Na condição de Unidade de Inteligência Financeira (UIF) do Brasil, o COAF atua no combate à lavagem de dinheiro, observando as diretrizes do GAFI — entidade intergovernamental vinculada à OCDE.
No exercício de suas funções, compete ao referido órgão analisar comunicações de operações suspeitas enviadas por instituições financeiras e outros setores obrigados, produzindo, em determinados casos, os Relatórios de Inteligência Financeira (RIFs), documentos sigilosos que consolidam comunicações realizadas pelos mencionados setores (em relação aos quais existe obrigação legal para prevenção e combate ao crime de lavagem de dinheiro (v.g. art. 9º da Lei 9.613/98) e financiamento ao terrorismo) e que contêm análises que podem subsidiar autoridades competentes (Polícia Civil/Federal e Ministério Público) em procedimentos investigativos.
Feitas essas considerações de ordem conceitual, tem-se que o Pleno do STF, no julgamento do Tema 990 da repercussão geral[1], concluiu pela constitucionalidade do compartilhamento de Relatório de Inteligência Financeira com os órgãos de persecução penal para fins criminais, sem prévia autorização judicial.
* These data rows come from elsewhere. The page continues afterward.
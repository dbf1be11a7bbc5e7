//! Platform-dispatched facade over the collectors.
//!
//! Full subsystem scans go through a [`ScanCache`] and run at most once per
//! `Inventory`. Queries that take an argument, and the disk list and disk
//! totals, read their sources again on every call.

use crate::cache::ScanCache;
use crate::collector::{
    BlockCollector, CollectError, CommandRunner, CpuCollector, FileSystem, MemoryCollector,
    NetCollector, RealFs, RealRunner, TopologyCollector,
};
use crate::config::ScanPaths;
use crate::model::{
    BlockInfo, Core, CpuInfo, Disk, MemoryInfo, NetInfo, NicFeatures, TopologyInfo,
};
use crate::platform::{Discovery, Platform};
use std::collections::BTreeSet;
use std::sync::{Arc, LazyLock};
use tracing::{debug, info};

/// Result of a facade call: a parse failure, or a discovery outcome.
pub type DiscoveryResult<T> = Result<Discovery<T>, CollectError>;

static HOST: LazyLock<Inventory<RealFs, RealRunner>> = LazyLock::new(|| {
    Inventory::new(
        Platform::current(),
        RealFs::new(),
        RealRunner::new(),
        ScanPaths::default(),
    )
});

/// Returns the process-wide inventory of the running host.
///
/// Its caches live for the whole process, so hardware or mount changes after
/// the first scan are not observed.
pub fn host() -> &'static Inventory<RealFs, RealRunner> {
    &HOST
}

/// Hardware inventory of one host.
pub struct Inventory<F, R>
where
    F: FileSystem + Clone,
    R: CommandRunner + Clone,
{
    platform: Platform,
    fs: F,
    runner: R,
    paths: ScanPaths,
    cpu: ScanCache<CpuInfo>,
    topology: ScanCache<TopologyInfo>,
    block: ScanCache<BlockInfo>,
    net: ScanCache<NetInfo>,
    memory: ScanCache<MemoryInfo>,
}

impl<F, R> Inventory<F, R>
where
    F: FileSystem + Clone,
    R: CommandRunner + Clone,
{
    /// Creates an inventory with empty caches.
    ///
    /// # Arguments
    /// * `platform` - Selects the discovery backend
    /// * `fs` - Filesystem implementation (real or mock)
    /// * `runner` - Command runner implementation (real or mock)
    /// * `paths` - Pseudo-filesystem roots
    pub fn new(platform: Platform, fs: F, runner: R, paths: ScanPaths) -> Self {
        if !platform.is_supported() {
            info!(platform = %platform, "no discovery backend for platform");
        }
        Self {
            platform,
            fs,
            runner,
            paths,
            cpu: ScanCache::new(),
            topology: ScanCache::new(),
            block: ScanCache::new(),
            net: ScanCache::new(),
            memory: ScanCache::new(),
        }
    }

    pub fn platform(&self) -> &Platform {
        &self.platform
    }

    pub fn paths(&self) -> &ScanPaths {
        &self.paths
    }

    /// Runs `linux` on Linux; any other platform yields `Unsupported`.
    fn dispatch<T>(&self, linux: impl FnOnce() -> Result<T, CollectError>) -> DiscoveryResult<T> {
        match &self.platform {
            Platform::Linux => linux().map(Discovery::Found),
            Platform::Unsupported(_) => Ok(Discovery::Unsupported(self.platform.clone())),
        }
    }

    fn cpu_collector(&self) -> CpuCollector<F> {
        CpuCollector::new(self.fs.clone(), self.paths.clone())
    }

    fn topology_collector(&self) -> TopologyCollector<F> {
        TopologyCollector::new(self.fs.clone(), self.paths.clone())
    }

    fn block_collector(&self) -> BlockCollector<F, R> {
        BlockCollector::new(self.fs.clone(), self.runner.clone(), self.paths.clone())
    }

    fn net_collector(&self) -> NetCollector<F, R> {
        NetCollector::new(self.fs.clone(), self.runner.clone(), self.paths.clone())
    }

    fn memory_collector(&self) -> MemoryCollector<F> {
        MemoryCollector::new(self.fs.clone(), self.paths.clone())
    }

    // Cached full scans

    pub fn cpu(&self) -> DiscoveryResult<Arc<CpuInfo>> {
        self.dispatch(|| self.cpu.get_or_scan(|| self.cpu_collector().collect()))
    }

    /// NUMA layout; node masks are bounded by the cached CPU thread count.
    pub fn topology(&self) -> DiscoveryResult<Arc<TopologyInfo>> {
        self.dispatch(|| {
            self.topology.get_or_scan(|| {
                let threads = self.linux_total_threads()?;
                self.topology_collector().collect(threads)
            })
        })
    }

    pub fn block(&self) -> DiscoveryResult<Arc<BlockInfo>> {
        self.dispatch(|| self.block.get_or_scan(|| self.block_collector().collect()))
    }

    pub fn net(&self) -> DiscoveryResult<Arc<NetInfo>> {
        self.dispatch(|| {
            self.net
                .get_or_scan(|| Ok::<_, CollectError>(self.net_collector().collect()))
        })
    }

    pub fn memory(&self) -> DiscoveryResult<Arc<MemoryInfo>> {
        self.dispatch(|| self.memory.get_or_scan(|| self.memory_collector().collect()))
    }

    // Convenience values read from the cached scans

    pub fn total_cores(&self) -> DiscoveryResult<u32> {
        Ok(self.cpu()?.map(|cpu| cpu.total_cores))
    }

    pub fn total_threads(&self) -> DiscoveryResult<u32> {
        Ok(self.cpu()?.map(|cpu| cpu.total_threads))
    }

    pub fn total_usable_bytes(&self) -> DiscoveryResult<u64> {
        Ok(self.memory()?.map(|memory| memory.total_usable_bytes))
    }

    pub fn total_physical_bytes(&self) -> DiscoveryResult<Option<u64>> {
        Ok(self.memory()?.map(|memory| memory.total_physical_bytes))
    }

    pub fn supported_page_sizes(&self) -> DiscoveryResult<BTreeSet<u64>> {
        Ok(self.memory()?.map(|memory| memory.supported_page_sizes.clone()))
    }

    // Uncached queries

    /// Enumerates disks without touching the block cache.
    pub fn disks(&self) -> DiscoveryResult<Vec<Disk>> {
        self.dispatch(|| self.block_collector().disks())
    }

    /// Sums disk sizes over a fresh enumeration.
    ///
    /// Use [`block`](Self::block) when the total must agree with the disk list.
    pub fn total_disk_size_bytes(&self) -> DiscoveryResult<u64> {
        self.dispatch(|| self.block_collector().total_size_bytes())
    }

    pub fn disk_size_bytes(&self, disk: &str) -> DiscoveryResult<u64> {
        self.dispatch(|| self.block_collector().disk_size_bytes(disk))
    }

    /// Runs the feature report for one interface; `None` when it fails.
    pub fn nic_features(&self, name: &str) -> Discovery<Option<NicFeatures>> {
        match &self.platform {
            Platform::Linux => Discovery::Found(self.net_collector().nic_features(name)),
            Platform::Unsupported(_) => Discovery::Unsupported(self.platform.clone()),
        }
    }

    pub fn node_processor_set(&self, node_id: u32) -> DiscoveryResult<BTreeSet<usize>> {
        self.dispatch(|| {
            let threads = self.linux_total_threads()?;
            self.topology_collector().node_processor_set(node_id, threads)
        })
    }

    pub fn node_cores(&self, node_id: u32) -> DiscoveryResult<Vec<Core>> {
        self.dispatch(|| self.topology_collector().node_cores(node_id))
    }

    fn linux_total_threads(&self) -> Result<usize, CollectError> {
        let cpu = self.cpu.get_or_scan(|| self.cpu_collector().collect())?;
        debug!(threads = cpu.total_threads, "using cached thread count");
        Ok(cpu.total_threads as usize)
    }
}

#[cfg(test)]
mod tests {
    use super::*;
    use crate::collector::mock::scenarios::{dual_socket_numa_host, single_socket_host};
    use crate::collector::mock::{MockFs, MockRunner};

    fn inventory(fs: MockFs, runner: MockRunner) -> Inventory<MockFs, MockRunner> {
        Inventory::new(Platform::Linux, fs, runner, ScanPaths::default())
    }

    #[test]
    fn test_cpu_scan_is_cached() {
        let (fs, runner) = single_socket_host();
        let inventory = inventory(fs.clone(), runner);

        let first = inventory.cpu().unwrap().found().unwrap();
        let reads = fs.read_count();
        let second = inventory.cpu().unwrap().found().unwrap();

        assert!(Arc::ptr_eq(&first, &second));
        assert_eq!(fs.read_count(), reads);
        assert_eq!(inventory.total_cores().unwrap(), Discovery::Found(4));
        assert_eq!(inventory.total_threads().unwrap(), Discovery::Found(8));
        assert_eq!(fs.read_count(), reads);
    }

    #[test]
    fn test_topology_uses_cpu_thread_count() {
        let (fs, runner) = dual_socket_numa_host();
        let inventory = inventory(fs, runner);

        let topology = inventory.topology().unwrap().found().unwrap();
        assert_eq!(topology.nodes.len(), 2);
        assert_eq!(inventory.cpu.scan_count(), 1);
        assert_eq!(
            inventory.node_processor_set(0).unwrap(),
            Discovery::Found(BTreeSet::from([0, 1, 4, 5]))
        );
        assert_eq!(inventory.cpu.scan_count(), 1);
    }

    #[test]
    fn test_uncached_queries_reread() {
        let (fs, runner) = single_socket_host();
        let inventory = inventory(fs.clone(), runner.clone());

        inventory.disks().unwrap();
        let reads = fs.read_count();
        let calls = runner.calls().len();
        inventory.disks().unwrap();

        assert!(fs.read_count() > reads);
        assert!(runner.calls().len() > calls);
        assert!(inventory.block.get().is_none());
    }

    #[test]
    fn test_unsupported_platform() {
        let (fs, runner) = single_socket_host();
        let inventory = Inventory::new(
            Platform::from_name("sunos"),
            fs.clone(),
            runner.clone(),
            ScanPaths::default(),
        );

        assert!(!inventory.cpu().unwrap().is_supported());
        assert!(!inventory.topology().unwrap().is_supported());
        assert!(!inventory.block().unwrap().is_supported());
        assert!(!inventory.net().unwrap().is_supported());
        assert!(!inventory.memory().unwrap().is_supported());
        assert!(!inventory.disk_size_bytes("sda").unwrap().is_supported());
        assert!(!inventory.nic_features("eth0").is_supported());
        assert_eq!(fs.read_count(), 0);
        assert!(runner.calls().is_empty());
    }

    #[test]
    fn test_parse_failure_is_not_cached() {
        let mut fs = MockFs::new();
        fs.add_file("/proc/cpuinfo", "processor : 0\n\n");
        let inventory = inventory(fs, MockRunner::new());

        assert!(inventory.cpu().is_err());
        assert!(inventory.cpu().is_err());
        assert_eq!(inventory.cpu.scan_count(), 2);
    }
}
Com relação ao compartilhamento espontâneo dos RIFs, não há dúvida acerca da sua legalidade. Nesse sentido, confira-se recente julgado da Primeira Turma da Suprema Corte:
AGRAVO REGIMENTAL EM HABEAS CORPUS. LAVAGEM DE DINHEIRO E ORGANIZAÇÃO CRIMINOSA. COMPARTILHAMENTO DE DADOS ENTRE O FISCO E ÓRGÃOS DE PERSECUÇÃO PENAL. POSSIBILIDADE. […]
III. RAZÕES DE DECIDIR
- O compartilhamento de relatórios de inteligência financeira com órgãos de persecução penal, sem prévia autorização judicial, atendeu as diretrizes fixadas no julgamento do RE 1.055.941/SP (Tema 990/RG). […]
- DISPOSITIVO
- Agravo Regimental a que nega provimento.
(HC 266717 AgR, Relator(a): ALEXANDRE DE MORAES, Primeira Turma, julgado em 25-02-2026, PUBLIC 02-03-2026)
A divergência, atualmente, reside em relação aos RIFs produzidos a partir da requisição direta de órgãos da persecução penal, sem autorização judicial, providência tida por inviável pela Terceira Seção do Superior Tribunal de Justiça, no julgamento do RHC 196.150/GO[2], oportunidade na qual o referido órgão fracionário, em sessão realizada em maio de 2025, decidiu a questão a partir da interpretação do art. 15 da Lei n° 9.613/98 e do Tema 990 da repercussão geral.
No mês de junho de 2025, essa matéria foi afetada ao rito da repercussão geral (Tema 1.404)[3], restando constatado que não há uniformidade, no STF, sobre o cabimento da requisição direta de dados fiscais pelo Ministério Público, havendo, ainda, “[…] relevante debate sobre a necessidade de prévia instauração de procedimento de investigação formal para a licitude das provas obtidas em compartilhamento de dados fiscais.”
Em decisão proferida no dia 22/8/2025, o relator Min. Alexandre de Moraes esclareceu que a suspensão dos processos que discutem o uso de dados do COAF só vale para os casos em que a Justiça anulou ou criou entraves indevidos para o uso das informações financeiras nas investigações penais, ficando “[…] excluídas da abrangência da suspensão as decisões que reconheceram a validade das requisições de relatórios pelas autoridades investigatórias, por não implicarem risco de paralisação ou prejuízo às investigações”.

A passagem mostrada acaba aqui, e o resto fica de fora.